### Records shown
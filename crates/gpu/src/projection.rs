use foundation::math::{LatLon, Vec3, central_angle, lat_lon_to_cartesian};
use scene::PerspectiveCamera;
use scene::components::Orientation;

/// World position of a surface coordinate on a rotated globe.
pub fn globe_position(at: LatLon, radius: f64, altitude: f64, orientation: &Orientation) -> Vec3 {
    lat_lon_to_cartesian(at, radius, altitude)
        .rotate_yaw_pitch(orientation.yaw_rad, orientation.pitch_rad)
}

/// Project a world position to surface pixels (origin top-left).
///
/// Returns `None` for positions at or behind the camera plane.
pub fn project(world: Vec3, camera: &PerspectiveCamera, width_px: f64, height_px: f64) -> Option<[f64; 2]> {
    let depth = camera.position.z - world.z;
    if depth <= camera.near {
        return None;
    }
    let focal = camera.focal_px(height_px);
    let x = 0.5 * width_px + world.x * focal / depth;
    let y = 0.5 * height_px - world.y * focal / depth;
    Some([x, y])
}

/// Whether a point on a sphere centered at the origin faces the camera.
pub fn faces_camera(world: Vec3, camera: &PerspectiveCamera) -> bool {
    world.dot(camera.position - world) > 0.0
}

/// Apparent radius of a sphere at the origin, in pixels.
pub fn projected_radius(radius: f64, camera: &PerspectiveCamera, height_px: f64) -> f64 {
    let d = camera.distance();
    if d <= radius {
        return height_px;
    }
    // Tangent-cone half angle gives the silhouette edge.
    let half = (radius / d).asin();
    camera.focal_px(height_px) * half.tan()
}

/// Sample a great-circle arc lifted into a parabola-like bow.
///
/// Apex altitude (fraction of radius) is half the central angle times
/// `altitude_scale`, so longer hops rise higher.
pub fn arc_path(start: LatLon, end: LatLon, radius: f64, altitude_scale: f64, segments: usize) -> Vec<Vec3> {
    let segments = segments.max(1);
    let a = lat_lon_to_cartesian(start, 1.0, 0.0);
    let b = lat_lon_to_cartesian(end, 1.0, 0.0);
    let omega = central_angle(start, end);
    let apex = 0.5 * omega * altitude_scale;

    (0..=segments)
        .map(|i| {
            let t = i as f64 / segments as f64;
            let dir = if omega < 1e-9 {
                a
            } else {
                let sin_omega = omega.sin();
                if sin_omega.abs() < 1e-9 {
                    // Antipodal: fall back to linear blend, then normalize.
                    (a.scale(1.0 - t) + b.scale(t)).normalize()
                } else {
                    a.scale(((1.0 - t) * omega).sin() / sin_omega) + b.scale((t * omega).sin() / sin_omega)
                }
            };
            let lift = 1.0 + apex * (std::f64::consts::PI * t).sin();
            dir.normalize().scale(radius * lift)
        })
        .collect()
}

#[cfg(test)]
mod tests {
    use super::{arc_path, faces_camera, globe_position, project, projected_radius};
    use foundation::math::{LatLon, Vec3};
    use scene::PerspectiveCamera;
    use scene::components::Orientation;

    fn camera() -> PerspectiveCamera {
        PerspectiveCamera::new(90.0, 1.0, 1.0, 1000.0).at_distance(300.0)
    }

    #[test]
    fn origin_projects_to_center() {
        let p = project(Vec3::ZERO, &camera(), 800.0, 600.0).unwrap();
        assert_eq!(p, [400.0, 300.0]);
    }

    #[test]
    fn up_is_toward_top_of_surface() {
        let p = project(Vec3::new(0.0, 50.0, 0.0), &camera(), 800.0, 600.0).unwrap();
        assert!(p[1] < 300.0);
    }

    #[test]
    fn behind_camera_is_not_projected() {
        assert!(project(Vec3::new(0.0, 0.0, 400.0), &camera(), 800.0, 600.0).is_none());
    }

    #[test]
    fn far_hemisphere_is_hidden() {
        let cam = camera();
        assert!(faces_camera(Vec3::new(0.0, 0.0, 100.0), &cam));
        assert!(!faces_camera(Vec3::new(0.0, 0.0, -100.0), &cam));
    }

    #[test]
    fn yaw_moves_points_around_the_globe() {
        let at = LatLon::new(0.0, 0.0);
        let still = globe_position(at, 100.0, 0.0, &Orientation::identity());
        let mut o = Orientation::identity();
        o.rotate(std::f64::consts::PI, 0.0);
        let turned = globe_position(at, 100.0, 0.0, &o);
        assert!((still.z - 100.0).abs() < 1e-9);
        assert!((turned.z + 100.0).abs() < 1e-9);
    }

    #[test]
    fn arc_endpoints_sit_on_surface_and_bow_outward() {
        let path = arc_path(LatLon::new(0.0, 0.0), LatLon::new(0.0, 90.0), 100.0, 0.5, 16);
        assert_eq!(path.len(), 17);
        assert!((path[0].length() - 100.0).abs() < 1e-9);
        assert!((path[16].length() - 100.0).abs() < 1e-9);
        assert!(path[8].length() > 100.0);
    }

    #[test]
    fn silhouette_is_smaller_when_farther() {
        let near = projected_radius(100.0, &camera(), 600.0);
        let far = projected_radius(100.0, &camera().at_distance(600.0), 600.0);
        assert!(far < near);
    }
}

### Work request
Beginning at the line that holds "let cam = camera();", reproduce the lines exactly up to and including the final line of the entries.

### Output of the task
        let cam = camera();
        assert!(faces_camera(Vec3::new(0.0, 0.0, 100.0), &cam));
        assert!(!faces_camera(Vec3::new(0.0, 0.0, -100.0), &cam));
    }

    #[test]
    fn yaw_moves_points_around_the_globe() {
        let at = LatLon::new(0.0, 0.0);
        let still = globe_position(at, 100.0, 0.0, &Orientation::identity());
        let mut o = Orientation::identity();
        o.rotate(std::f64::consts::PI, 0.0);
        let turned = globe_position(at, 100.0, 0.0, &o);
        assert!((still.z - 100.0).abs() < 1e-9);
        assert!((turned.z + 100.0).abs() < 1e-9);
    }

    #[test]
    fn arc_endpoints_sit_on_surface_and_bow_outward() {
        let path = arc_path(LatLon::new(0.0, 0.0), LatLon::new(0.0, 90.0), 100.0, 0.5, 16);
        assert_eq!(path.len(), 17);
        assert!((path[0].length() - 100.0).abs() < 1e-9);
        assert!((path[16].length() - 100.0).abs() < 1e-9);
        assert!(path[8].length() > 100.0);
    }

    #[test]
    fn silhouette_is_smaller_when_farther() {
        let near = projected_radius(100.0, &camera(), 600.0);
        let far = projected_radius(100.0, &camera().at_distance(600.0), 600.0);
        assert!(far < near);
    }
}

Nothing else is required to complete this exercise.